* **BRIEF**: Copy each line from the entries that the word "McpOperationDetails" appears in.

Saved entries
====================
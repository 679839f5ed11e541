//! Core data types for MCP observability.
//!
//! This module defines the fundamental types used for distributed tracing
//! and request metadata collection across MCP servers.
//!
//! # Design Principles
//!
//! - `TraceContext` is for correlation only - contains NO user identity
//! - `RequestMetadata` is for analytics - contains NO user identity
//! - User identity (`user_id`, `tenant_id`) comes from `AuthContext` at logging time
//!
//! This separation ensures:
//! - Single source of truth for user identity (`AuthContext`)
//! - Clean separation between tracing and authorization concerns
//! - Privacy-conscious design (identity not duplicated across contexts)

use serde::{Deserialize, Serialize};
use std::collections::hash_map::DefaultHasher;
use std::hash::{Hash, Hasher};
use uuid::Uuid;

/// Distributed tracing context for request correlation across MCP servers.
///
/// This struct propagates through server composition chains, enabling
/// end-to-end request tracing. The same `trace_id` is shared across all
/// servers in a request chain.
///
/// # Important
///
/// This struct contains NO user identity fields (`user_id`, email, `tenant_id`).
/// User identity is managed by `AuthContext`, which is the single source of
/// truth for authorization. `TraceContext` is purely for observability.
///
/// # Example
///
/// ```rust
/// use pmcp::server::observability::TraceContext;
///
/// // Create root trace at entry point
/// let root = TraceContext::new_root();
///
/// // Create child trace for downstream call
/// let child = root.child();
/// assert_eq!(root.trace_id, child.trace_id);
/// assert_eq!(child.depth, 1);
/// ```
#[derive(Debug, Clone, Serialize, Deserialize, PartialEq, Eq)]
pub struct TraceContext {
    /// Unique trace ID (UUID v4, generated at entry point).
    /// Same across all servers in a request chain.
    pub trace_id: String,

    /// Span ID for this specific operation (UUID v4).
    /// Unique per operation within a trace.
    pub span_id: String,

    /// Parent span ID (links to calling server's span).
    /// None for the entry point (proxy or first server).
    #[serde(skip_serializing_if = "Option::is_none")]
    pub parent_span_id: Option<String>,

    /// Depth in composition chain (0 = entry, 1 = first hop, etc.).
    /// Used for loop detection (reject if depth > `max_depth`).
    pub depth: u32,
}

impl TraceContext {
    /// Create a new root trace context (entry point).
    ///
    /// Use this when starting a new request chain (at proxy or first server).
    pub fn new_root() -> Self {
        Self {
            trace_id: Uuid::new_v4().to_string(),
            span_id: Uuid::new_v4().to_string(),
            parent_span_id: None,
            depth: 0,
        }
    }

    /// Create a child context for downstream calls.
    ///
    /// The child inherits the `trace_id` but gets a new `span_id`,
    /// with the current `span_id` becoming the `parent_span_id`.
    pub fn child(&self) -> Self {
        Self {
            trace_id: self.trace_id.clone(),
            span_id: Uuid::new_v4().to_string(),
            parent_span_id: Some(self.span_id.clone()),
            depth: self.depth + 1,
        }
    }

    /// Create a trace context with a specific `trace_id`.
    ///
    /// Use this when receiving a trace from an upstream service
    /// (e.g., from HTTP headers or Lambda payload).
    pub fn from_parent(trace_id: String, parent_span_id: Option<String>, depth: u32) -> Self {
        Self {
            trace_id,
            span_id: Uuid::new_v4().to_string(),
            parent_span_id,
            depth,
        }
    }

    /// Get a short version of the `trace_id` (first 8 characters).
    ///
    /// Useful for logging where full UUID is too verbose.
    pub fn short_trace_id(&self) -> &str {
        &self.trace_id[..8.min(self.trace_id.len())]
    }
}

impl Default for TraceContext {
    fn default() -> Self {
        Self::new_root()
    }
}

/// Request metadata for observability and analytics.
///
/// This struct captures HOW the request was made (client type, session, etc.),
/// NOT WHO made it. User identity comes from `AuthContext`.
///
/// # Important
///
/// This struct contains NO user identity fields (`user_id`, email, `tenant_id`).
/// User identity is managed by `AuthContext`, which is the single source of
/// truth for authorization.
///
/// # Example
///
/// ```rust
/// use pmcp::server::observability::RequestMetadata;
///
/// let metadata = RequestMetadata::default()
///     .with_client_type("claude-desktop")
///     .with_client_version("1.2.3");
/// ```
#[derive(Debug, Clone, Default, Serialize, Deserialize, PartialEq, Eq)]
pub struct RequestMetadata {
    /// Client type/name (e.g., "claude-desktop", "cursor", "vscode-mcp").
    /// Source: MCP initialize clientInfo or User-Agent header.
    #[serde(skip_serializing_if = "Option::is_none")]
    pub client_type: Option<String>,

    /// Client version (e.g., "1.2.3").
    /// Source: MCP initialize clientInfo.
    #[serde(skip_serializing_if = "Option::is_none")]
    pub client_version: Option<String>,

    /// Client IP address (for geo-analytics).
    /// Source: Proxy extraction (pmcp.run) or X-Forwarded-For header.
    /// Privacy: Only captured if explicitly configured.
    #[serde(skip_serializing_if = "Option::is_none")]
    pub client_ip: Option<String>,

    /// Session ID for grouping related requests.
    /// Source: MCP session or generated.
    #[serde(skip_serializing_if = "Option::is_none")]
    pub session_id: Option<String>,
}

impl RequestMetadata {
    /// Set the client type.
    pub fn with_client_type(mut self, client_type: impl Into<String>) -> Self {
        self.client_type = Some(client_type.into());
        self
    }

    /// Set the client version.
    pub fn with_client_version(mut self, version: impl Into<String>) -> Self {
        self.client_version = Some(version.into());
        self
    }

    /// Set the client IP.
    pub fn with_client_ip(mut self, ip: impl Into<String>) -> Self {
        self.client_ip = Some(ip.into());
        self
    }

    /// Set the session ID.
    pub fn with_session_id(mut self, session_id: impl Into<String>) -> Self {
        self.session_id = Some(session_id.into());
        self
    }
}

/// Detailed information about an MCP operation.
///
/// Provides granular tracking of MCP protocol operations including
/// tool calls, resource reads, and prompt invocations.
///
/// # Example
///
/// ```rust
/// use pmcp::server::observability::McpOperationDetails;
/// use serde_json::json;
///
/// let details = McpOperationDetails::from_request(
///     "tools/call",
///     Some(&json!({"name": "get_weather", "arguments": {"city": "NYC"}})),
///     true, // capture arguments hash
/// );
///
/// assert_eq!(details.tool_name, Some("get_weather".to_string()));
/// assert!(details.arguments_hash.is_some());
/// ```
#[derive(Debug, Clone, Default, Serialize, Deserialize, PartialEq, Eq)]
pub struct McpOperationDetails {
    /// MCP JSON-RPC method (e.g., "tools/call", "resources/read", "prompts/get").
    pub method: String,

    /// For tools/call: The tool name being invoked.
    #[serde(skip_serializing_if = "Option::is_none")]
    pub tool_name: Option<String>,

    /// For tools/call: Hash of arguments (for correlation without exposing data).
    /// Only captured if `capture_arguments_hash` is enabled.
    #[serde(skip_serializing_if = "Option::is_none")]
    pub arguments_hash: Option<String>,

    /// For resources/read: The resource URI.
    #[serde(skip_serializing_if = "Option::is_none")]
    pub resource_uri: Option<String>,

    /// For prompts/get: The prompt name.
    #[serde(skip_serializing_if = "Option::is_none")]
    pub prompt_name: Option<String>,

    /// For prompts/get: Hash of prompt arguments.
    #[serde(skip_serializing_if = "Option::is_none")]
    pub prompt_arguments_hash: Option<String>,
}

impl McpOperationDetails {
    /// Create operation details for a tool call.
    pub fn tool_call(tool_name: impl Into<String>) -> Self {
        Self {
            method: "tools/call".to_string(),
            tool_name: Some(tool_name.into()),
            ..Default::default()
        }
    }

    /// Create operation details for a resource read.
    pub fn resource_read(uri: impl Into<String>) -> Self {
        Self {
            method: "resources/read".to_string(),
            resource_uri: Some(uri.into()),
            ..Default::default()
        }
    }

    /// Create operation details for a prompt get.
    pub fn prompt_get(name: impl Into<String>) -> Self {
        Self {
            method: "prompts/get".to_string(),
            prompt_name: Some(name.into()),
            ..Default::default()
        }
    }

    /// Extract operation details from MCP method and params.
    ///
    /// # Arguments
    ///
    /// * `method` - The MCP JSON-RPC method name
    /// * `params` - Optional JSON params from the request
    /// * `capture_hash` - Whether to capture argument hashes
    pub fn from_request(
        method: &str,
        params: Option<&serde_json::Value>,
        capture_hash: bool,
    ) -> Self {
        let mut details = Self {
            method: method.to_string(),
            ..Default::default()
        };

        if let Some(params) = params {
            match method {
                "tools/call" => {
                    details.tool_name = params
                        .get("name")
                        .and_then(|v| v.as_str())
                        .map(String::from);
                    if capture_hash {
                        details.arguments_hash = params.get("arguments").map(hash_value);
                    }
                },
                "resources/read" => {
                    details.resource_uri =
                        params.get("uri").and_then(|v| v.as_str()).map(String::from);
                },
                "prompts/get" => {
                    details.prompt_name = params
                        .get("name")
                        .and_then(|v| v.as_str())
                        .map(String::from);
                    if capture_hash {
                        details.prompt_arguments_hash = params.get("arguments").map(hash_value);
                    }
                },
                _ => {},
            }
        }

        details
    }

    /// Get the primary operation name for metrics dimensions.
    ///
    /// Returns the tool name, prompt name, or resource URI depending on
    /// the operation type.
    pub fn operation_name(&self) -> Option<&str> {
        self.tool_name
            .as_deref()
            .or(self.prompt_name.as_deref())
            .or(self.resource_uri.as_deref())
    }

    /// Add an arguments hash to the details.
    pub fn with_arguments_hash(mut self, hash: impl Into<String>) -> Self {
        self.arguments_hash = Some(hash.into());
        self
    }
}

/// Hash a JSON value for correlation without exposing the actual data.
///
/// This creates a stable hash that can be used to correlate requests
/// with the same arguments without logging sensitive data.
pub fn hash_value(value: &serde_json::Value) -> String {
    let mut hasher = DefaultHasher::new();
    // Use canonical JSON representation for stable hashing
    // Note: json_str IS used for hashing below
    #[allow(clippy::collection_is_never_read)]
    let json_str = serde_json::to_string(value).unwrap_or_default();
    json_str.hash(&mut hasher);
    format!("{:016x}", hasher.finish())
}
====================
* **WRITTEN RESPONSE**:
/// use pmcp::server::observability::McpOperationDetails;
/// let details = McpOperationDetails::from_request(
pub struct McpOperationDetails {
impl McpOperationDetails {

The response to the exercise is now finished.